С Ривзом получилось очень необычно. Я шапочно познакомился с ним в туре 87-го года, потому что его жена Сара заменяла нашего заболевшего пресс-агента. Он был просто человеком, с которым я часто болтал, он хорошо разбирался в искусстве. У нас просто были некоторые общие интересы, да? Но Сара тогда дала мне кассету — или прислала ее вскоре после окончания тура, — и я положил ее к себе в багаж и сказал: послушаю, когда вернусь домой в Швейцарию. И потом я разбирал записи, которые получил во время тура, и нашел кассету Ривза. До этого я как-то упустил из виду, что он играет на гитаре, и меня совершенно поразили вещи, записанные на этой кассете. Я сразу позвонил ему и спросил, хочет ли он поработать со мной, хотя тогда у меня даже не было определенных планов. Но мне ужасно понравилось, как он играет, я подумал: родственная душа.
Я был очень рад найти его, потому что у меня тогда был в некотором роде творческий застой. Музыка перестала меня волновать. Я снова увлекся изобразительным искусством. Не думаю, что я перестал бы сочинять музыку, но я был почти готов уйти в тень. Я обязан Ривзу: он вернул мне чувство приключения и эксперимента. Я действительно очень благодарен ему. Когда мы собрали Tin Machine, он, так сказать, вытащил меня из моей норы. Для меня это был опыт освобождения — надеюсь, для нас обоих. Для меня точно. У меня появился стимул продолжать делать то, что, как я понял, мне нравится больше всего — делать более смелые вещи, чем то, чем я занимался между 84-м и 88-м годом. Это было очень тусклое, вялое, летаргическое время для меня. (Смеется.)
— Ривз записывался на альбоме Outside и играет в туре, но кроме того вы снова позвали Карлоса Аломара. Почему вы так решили?
— Я просто почувствовал, что с тем материалом, над которым мы работали, мне снова нужен очень сильный ритмический элемент. Наверное, я мог бы использовать сэмплы или синтезаторы, но Аломар делает это с таким чувством стиля, что я решил попробовать их совместить. Я не знал, сработаются ли они друг с другом, а я всегда беспокоюсь о том, как разные люди работают вместе. Так что когда мы заканчивали работу над Outside, я позвал Карлоса и Ривза вместе в нашу студию в Нью-Йорке, и Карлос записал партии ритм-гитары, кажется, в пяти песнях, но мне было важно, чтобы Ривз тоже там находился. Я увидел, что им обоим хватает широты души, чтобы ужиться друг с другом, и так я окончательно решил, что Карлос снова будет играть в моей группе. По-моему, Ривз и Карлос великолепно сочетаются друг с другом. Каждый из них автоматически нашел себе место в группе. Мне кажется, между ними не было особого соперничества. Может быть, был дух соревнования, но это не плохо, это даже хорошо. Собственно, так получается очень хорошая музыка.

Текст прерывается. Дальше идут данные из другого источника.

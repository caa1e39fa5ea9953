//! Rendering of classified diagnostics.
//!
//! Each record is claimed by the first [`Formatter`] whose
//! [`Formatter::accepts`] returns true (built-ins first, caller additions
//! after). A formatter then renders every record it claimed as one block, so
//! related records can be grouped. Unclaimed records go through
//! [`DefaultFormatter`], one block per record.
//!
//! Blocks come out in the order of each group's first record.

pub mod default;
pub mod lint;
pub mod module_not_found;

pub use default::DefaultFormatter;
pub use lint::LintFormatter;
pub use module_not_found::ModuleNotFoundFormatter;

use crate::config::PackageManager;
use crate::domain::{EnrichedError, Level};
use crate::fault::contain;
use crate::obs;

/// Rendered lines of one block, without trailing newlines.
pub type TextBlock = Vec<String>;

/// Renders one class of enriched diagnostic.
pub trait Formatter: Send + Sync {
    /// Identifier used in logs.
    fn name(&self) -> &str;

    /// Whether this formatter owns `error`.
    fn accepts(&self, error: &EnrichedError) -> bool;

    /// Render every record this formatter claimed, in report order.
    fn render(&self, errors: &[&EnrichedError], level: Level) -> TextBlock;
}

type AcceptFn = dyn Fn(&EnrichedError) -> bool + Send + Sync;
type RenderFn = dyn Fn(&[&EnrichedError], Level) -> TextBlock + Send + Sync;

/// A [`Formatter`] backed by closures.
pub struct FnFormatter {
    name: String,
    accepts: Box<AcceptFn>,
    render: Box<RenderFn>,
}

impl FnFormatter {
    pub fn new(
        name: impl Into<String>,
        accepts: impl Fn(&EnrichedError) -> bool + Send + Sync + 'static,
        render: impl Fn(&[&EnrichedError], Level) -> TextBlock + Send + Sync + 'static,
    ) -> Self {
        Self {
            name: name.into(),
            accepts: Box::new(accepts),
            render: Box::new(render),
        }
    }

    /// Formatter claiming every record whose class name is `class`.
    pub fn for_class(
        class: impl Into<String>,
        render: impl Fn(&[&EnrichedError], Level) -> TextBlock + Send + Sync + 'static,
    ) -> Self {
        let class = class.into();
        let matcher = class.clone();
        Self::new(class, move |e: &EnrichedError| e.name == matcher, render)
    }
}

impl Formatter for FnFormatter {
    fn name(&self) -> &str {
        &self.name
    }

    fn accepts(&self, error: &EnrichedError) -> bool {
        (self.accepts)(error)
    }

    fn render(&self, errors: &[&EnrichedError], level: Level) -> TextBlock {
        (self.render)(errors, level)
    }
}

/// The built-in formatters in claim order.
pub fn builtin_formatters(package_manager: PackageManager) -> Vec<Box<dyn Formatter>> {
    vec![
        Box::new(ModuleNotFoundFormatter::new(package_manager)),
        Box::new(LintFormatter),
    ]
}

/// Ordered, append-only list of formatters plus the default fallback.
pub struct FormatterChain {
    formatters: Vec<Box<dyn Formatter>>,
    fallback: DefaultFormatter,
}

impl Default for FormatterChain {
    fn default() -> Self {
        Self::builtin(PackageManager::default())
    }
}

/// Where a record's rendering comes from.
#[derive(Clone, Copy, PartialEq, Eq)]
enum Claim {
    Formatter(usize),
    Fallback,
}

impl FormatterChain {
    pub fn builtin(package_manager: PackageManager) -> Self {
        Self {
            formatters: builtin_formatters(package_manager),
            fallback: DefaultFormatter,
        }
    }

    /// Chain where every record renders through the default formatter.
    pub fn empty() -> Self {
        Self {
            formatters: Vec::new(),
            fallback: DefaultFormatter,
        }
    }

    /// Append caller formatters after the existing ones.
    pub fn with_additional(mut self, additional: impl IntoIterator<Item = Box<dyn Formatter>>) -> Self {
        self.formatters.extend(additional);
        self
    }

    /// Formatter names in claim order, fallback excluded.
    pub fn names(&self) -> Vec<&str> {
        self.formatters.iter().map(|f| f.name()).collect()
    }

    fn claim(&self, error: &EnrichedError) -> Claim {
        for (index, formatter) in self.formatters.iter().enumerate() {
            match contain(|| formatter.accepts(error)) {
                Ok(true) => return Claim::Formatter(index),
                Ok(false) => continue,
                Err(panic) => {
                    obs::emit_formatter_fault(formatter.name(), &panic);
                    return Claim::Fallback;
                }
            }
        }
        Claim::Fallback
    }

    /// Render `records` into blocks ordered by first appearance.
    pub fn render(&self, records: &[EnrichedError], level: Level) -> Vec<TextBlock> {
        // (formatter index, positions of claimed records), in first-claim order.
        let mut groups: Vec<(usize, Vec<usize>)> = Vec::new();
        let mut blocks: Vec<(usize, TextBlock)> = Vec::new();

        for (position, record) in records.iter().enumerate() {
            match self.claim(record) {
                Claim::Formatter(index) => match groups.iter_mut().find(|(i, _)| *i == index) {
                    Some((_, members)) => members.push(position),
                    None => groups.push((index, vec![position])),
                },
                Claim::Fallback => blocks.push((position, self.fallback.render_one(record, level))),
            }
        }

        for (index, members) in groups {
            let formatter = &self.formatters[index];
            let claimed: Vec<&EnrichedError> = members.iter().map(|&p| &records[p]).collect();

            match contain(|| formatter.render(&claimed, level)) {
                Ok(block) if !block.is_empty() => blocks.push((members[0], block)),
                Ok(_) => {
                    obs::emit_formatter_fault(formatter.name(), "rendered no lines");
                    self.fall_back(&members, records, level, &mut blocks);
                }
                Err(panic) => {
                    obs::emit_formatter_fault(formatter.name(), &panic);
                    self.fall_back(&members, records, level, &mut blocks);
                }
            }
        }

        blocks.sort_by_key(|(position, _)| *position);
        blocks.into_iter().map(|(_, block)| block).collect()
    }

    fn fall_back(
        &self,
        members: &[usize],
        records: &[EnrichedError],
        level: Level,
        blocks: &mut Vec<(usize, TextBlock)>,
    ) {
        for &position in members {
            blocks.push((position, self.fallback.render_one(&records[position], level)));
        }
    }
}
//! Missing dependencies, grouped by specifier.

use crate::config::PackageManager;
use crate::domain::{EnrichedError, ErrorDetail, Level, ModuleKind};
use crate::format::{Formatter, TextBlock};
use crate::transform::module_not_found::NAME;

/// One missing specifier and every file that imports it.
#[derive(Debug, Clone, PartialEq, Eq)]
struct MissingModule {
    module: String,
    kind: ModuleKind,
    importers: Vec<String>,
}

impl MissingModule {
    /// `* lodash in ./a.js, ./b.js and 2 others`
    fn bullet(&self) -> String {
        format!("* {}{}", self.module, importer_list(&self.importers))
    }
}

fn importer_list(files: &[String]) -> String {
    match files {
        [] => String::new(),
        [a] => format!(" in {a}"),
        [a, b] => format!(" in {a}, {b}"),
        [a, b, rest @ ..] => {
            let others = if rest.len() == 1 { "other" } else { "others" };
            format!(" in {a}, {b} and {} {others}", rest.len())
        }
    }
}

/// Renders `module-not-found` records.
pub struct ModuleNotFoundFormatter {
    package_manager: PackageManager,
}

impl ModuleNotFoundFormatter {
    pub fn new(package_manager: PackageManager) -> Self {
        Self { package_manager }
    }

    fn group(errors: &[&EnrichedError]) -> Vec<MissingModule> {
        let mut groups: Vec<MissingModule> = Vec::new();
        for error in errors {
            let ErrorDetail::ModuleNotFound { module, kind } = &error.detail else {
                continue;
            };
            let index = match groups.iter().position(|g| &g.module == module) {
                Some(index) => index,
                None => {
                    groups.push(MissingModule {
                        module: module.clone(),
                        kind: *kind,
                        importers: Vec::new(),
                    });
                    groups.len() - 1
                }
            };
            if let Some(file) = &error.file {
                if !groups[index].importers.contains(file) {
                    groups[index].importers.push(file.clone());
                }
            }
        }
        groups
    }

    fn dependencies_not_found(&self, packages: &[&MissingModule]) -> TextBlock {
        let heading = if packages.len() == 1 {
            "This dependency was not found:"
        } else {
            "These dependencies were not found:"
        };
        let pronoun = if packages.len() == 1 { "it" } else { "them" };
        let names: Vec<&str> = packages.iter().map(|m| m.module.as_str()).collect();

        let mut lines = vec![heading.to_string(), String::new()];
        lines.extend(packages.iter().map(|m| m.bullet()));
        lines.push(String::new());
        lines.push(format!(
            "To install {pronoun}, you can run: {} {}",
            self.package_manager.install_command(),
            names.join(" ")
        ));
        lines
    }

    fn relative_modules_not_found(relatives: &[&MissingModule]) -> TextBlock {
        let heading = if relatives.len() == 1 {
            "This relative module was not found:"
        } else {
            "These relative modules were not found:"
        };
        let mut lines = vec![heading.to_string(), String::new()];
        lines.extend(relatives.iter().map(|m| m.bullet()));
        lines
    }
}

impl Formatter for ModuleNotFoundFormatter {
    fn name(&self) -> &str {
        NAME
    }

    fn accepts(&self, error: &EnrichedError) -> bool {
        error.name == NAME && matches!(error.detail, ErrorDetail::ModuleNotFound { .. })
    }

    fn render(&self, errors: &[&EnrichedError], _level: Level) -> TextBlock {
        let groups = Self::group(errors);
        let packages: Vec<&MissingModule> =
            groups.iter().filter(|g| g.kind == ModuleKind::Package).collect();
        let relatives: Vec<&MissingModule> =
            groups.iter().filter(|g| g.kind == ModuleKind::Relative).collect();

        let mut lines = Vec::new();
        if !packages.is_empty() {
            lines.extend(self.dependencies_not_found(&packages));
        }
        if !packages.is_empty() && !relatives.is_empty() {
            lines.push(String::new());
            lines.push(String::new());
        }
        if !relatives.is_empty() {
            lines.extend(Self::relative_modules_not_found(&relatives));
        }
        if !lines.is_empty() {
            lines.push(String::new());
        }
        lines
    }
}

— Как вы привлекли к проекту Outside Трента Резнора?
— У нас с Брайаном практически ничего не было заготовлено, когда мы пошли в студию. Я тогда увлекался группой The Young Gods, это три парня из Швейцарии [см. «Groundwire», ноябрь 1995. — Ред.]. Я знал их еще до того, как услышал Nine Inch Nails. На мой взгляд, у них были замечательные идеи: они брали кусок гитарного риффа, делали из него сэмпл и затем луп, и этот паттерн постоянно звучал в песне. Я стал думать: да, это мне очень нравится, я тоже попробую это использовать. Это очень интересная группа; мне хотелось бы узнать, что у них теперь происходит.